Un tal Maradona, una tarde de julio del año 86, se alzó al cielo de México para alcanzar la divina venganza sobre el enemigo público número uno en ese momento para los argentinos. Aquel gol, que todos vimos claramente mano, subió al marcador. Y se encarnó entre nosotros “dios”, y a dios le perdonamos todo, y todos en América quisimos ser argentinos, porque aquel milagro de ganar al grande, todos lo anhelábamos de alguna forma.
Un tal Diego, un tipo común fuera de la cancha, era el revés de dios. Maltratador, mujeriego, adicto, amigo de dictadores y mafiosos para unos, hipócrita para otros, era la carne sobre la que la divinidad cósmica había posado su mano caprichosa para convertirlo en quien todo mundo quería ser en algún momento: rico, famoso, genial en el terreno de juego, querido, aceptado, deseado, envidiado: Diego como un espejo, como referente a su pesar.
La mano se la perdonamos a dios, pero no la humanidad al tipo corriente. Unos lloran al mito, otros juzgan al hombre; unos han perdido su razón y otros no se explican cómo un sólo ser humano pudo aglutinar tantas filias en un tiempo tan breve. Los odiadores son tantos como los fieles seguidores del dios muerto en estos días, al que piensan perdonarle todo.

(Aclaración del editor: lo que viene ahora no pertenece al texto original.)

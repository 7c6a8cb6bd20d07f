//! The `log` module configures the crate's logging facilities. Logging covers diagnostic
//! messages about what the model is doing. It is not to be confused with _reporting_ (see
//! [`crate::report`]), which records model events as data.
//!
//! This module (re)exports the five logging macros: `error!`, `warn!`, `info!`, `debug!` and
//! `trace!` where `error!` represents the highest-priority log messages and `trace!` the lowest.
//!
//! Logging is _disabled_ by default. It can be enabled by passing `--log-level <level>` or `-v`
//! to the `herd_immunity` binary, or from code with `set_log_level(level: LevelFilter)`, which
//! enables only log messages with priority at least `level` (`LevelFilter::Off` disables them).
//!
//! Per-module filters are set with `set_module_filters()` and removed with
//! `remove_module_filter()`:
//!
//! ```rust
//! use herd_immunity::log::{set_log_level, set_module_filters, LevelFilter};
//!
//! pub fn setup_logging() {
//!     set_log_level(LevelFilter::Info);
//!     // Every contact is logged at trace level; this is very noisy.
//!     set_module_filters(&[("herd_immunity::simulation", LevelFilter::Debug)]);
//! }
//! ```
#[cfg(feature = "logging")]
mod standard_logger;

#[cfg(not(feature = "logging"))]
mod null_logger;

pub use log::{debug, error, info, trace, warn, LevelFilter};
use std::collections::hash_map::Entry;
use std::collections::HashMap;

#[cfg(feature = "logging")]
use log4rs::Handle;
use std::sync::LazyLock;
use std::sync::{Mutex, MutexGuard};

const DEFAULT_LOG_LEVEL: LevelFilter = LevelFilter::Off;

/// A global instance of the logging configuration.
static LOG_CONFIGURATION: LazyLock<Mutex<LogConfiguration>> = LazyLock::new(Mutex::default);

/// A level filter applied to messages whose target starts with `module`.
#[derive(Debug, PartialEq)]
struct ModuleLogConfiguration {
    module: String,
    level: LevelFilter,
}

impl From<(&str, LevelFilter)> for ModuleLogConfiguration {
    fn from((module, level): (&str, LevelFilter)) -> Self {
        Self {
            module: module.to_string(),
            level,
        }
    }
}

/// Holds the global level and the per-module filters, and a handle to the installed logger.
///
/// Loggers are installed globally, so only the singleton behind `LOG_CONFIGURATION` exists. The
/// public API consists of free functions which lock the singleton.
#[derive(Debug)]
pub(in crate::log) struct LogConfiguration {
    /// Level for targets without a module filter. `LevelFilter::Off` disables logging.
    pub(in crate::log) global_log_level: LevelFilter,
    module_configurations: HashMap<String, ModuleLogConfiguration>,

    #[cfg(feature = "logging")]
    root_handle: Option<Handle>,
}

impl Default for LogConfiguration {
    fn default() -> Self {
        Self {
            global_log_level: DEFAULT_LOG_LEVEL,
            module_configurations: HashMap::new(),

            #[cfg(feature = "logging")]
            root_handle: None,
        }
    }
}

impl LogConfiguration {
    fn set_log_level(&mut self, level: LevelFilter) {
        self.global_log_level = level;
        self.set_config();
    }

    /// Returns true if the configuration was mutated.
    fn insert_module_filter(&mut self, module: &str, level: LevelFilter) -> bool {
        match self.module_configurations.entry(module.to_string()) {
            Entry::Occupied(mut entry) => {
                if entry.get().level == level {
                    return false;
                }
                entry.get_mut().level = level;
            }
            Entry::Vacant(entry) => {
                entry.insert((module, level).into());
            }
        }
        true
    }

    fn set_module_filters(&mut self, module_filters: &[(&str, LevelFilter)]) {
        let mut mutated = false;
        for (module, level) in module_filters {
            mutated |= self.insert_module_filter(module, *level);
        }
        if mutated {
            self.set_config();
        }
    }

    fn remove_module_filter(&mut self, module: &str) {
        if self.module_configurations.remove(module).is_some() {
            self.set_config();
        }
    }
}

/// Sets the global log level. A global filter level of `LevelFilter::Off` disables logging.
pub fn set_log_level(level: LevelFilter) {
    get_log_configuration().set_log_level(level);
}

/// Sets the level filters for several modules at once, rebuilding the logger only once.
pub fn set_module_filters(module_filters: &[(&str, LevelFilter)]) {
    get_log_configuration().set_module_filters(module_filters);
}

/// Removes the filter for the given module path. The global level then applies to it.
pub fn remove_module_filter(module_path: &str) {
    get_log_configuration().remove_module_filter(module_path);
}

fn get_log_configuration() -> MutexGuard<'static, LogConfiguration> {
    LOG_CONFIGURATION.lock().expect("Mutex poisoned")
}
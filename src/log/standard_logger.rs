use log4rs::append::console::{ConsoleAppender, Target};
use log4rs::config::runtime::ConfigBuilder;
use log4rs::config::{Appender, Logger, Root};
use log4rs::encode::pattern::PatternEncoder;
use log4rs::Config;

use crate::log::{LogConfiguration, ModuleLogConfiguration};

// ISO 8601 timestamp, color coded level tag, then the target module
const DEFAULT_LOG_PATTERN: &str = "{d(%Y-%m-%dT%H:%M:%SZ)} {h({l})} {t} - {m}{n}";

impl From<&ModuleLogConfiguration> for Logger {
    fn from(module_config: &ModuleLogConfiguration) -> Self {
        Logger::builder().build(module_config.module.clone(), module_config.level)
    }
}

impl LogConfiguration {
    /// Installs a global logger conforming to this [`LogConfiguration`], or reconfigures the
    /// one installed earlier.
    pub(in crate::log) fn set_config(&mut self) {
        let encoder = Box::new(PatternEncoder::new(DEFAULT_LOG_PATTERN));
        // Log messages go to stderr so they never interleave with the final summary line.
        let stderr: ConsoleAppender = ConsoleAppender::builder()
            .target(Target::Stderr)
            .encoder(encoder)
            .build();
        let mut config: ConfigBuilder =
            Config::builder().appender(Appender::builder().build("stderr", Box::new(stderr)));

        for module_config in self.module_configurations.values() {
            config = config.logger(module_config.into());
        }

        // The `Root` determines the global log level
        let root = Root::builder()
            .appender("stderr")
            .build(self.global_log_level);
        let new_config = match config.build(root) {
            Err(e) => {
                panic!("failed to build config: {e}");
            }
            Ok(config) => config,
        };

        match self.root_handle {
            Some(ref mut handle) => {
                handle.set_config(new_config);
            }

            None => match log4rs::init_config(new_config) {
                Ok(handle) => self.root_handle = Some(handle),
                // Another logger was installed first (e.g. by an embedding application).
                Err(e) => eprintln!("failed to install logger: {e}"),
            },
        }
    }
}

En México, Maradona se hizo dios, y en Argentina enterraron a Diego. En aquel 86, ni las repeticiones pudieron rectificar la divina mano: hacía falta para un país aquella victoria. El VAR, nos dejará ver repetida la vida del hombre para despreciar, o imitar, con conocimiento de causa.
Artículo publicado en el diario La Prensa, 1 de diciembre de 2020.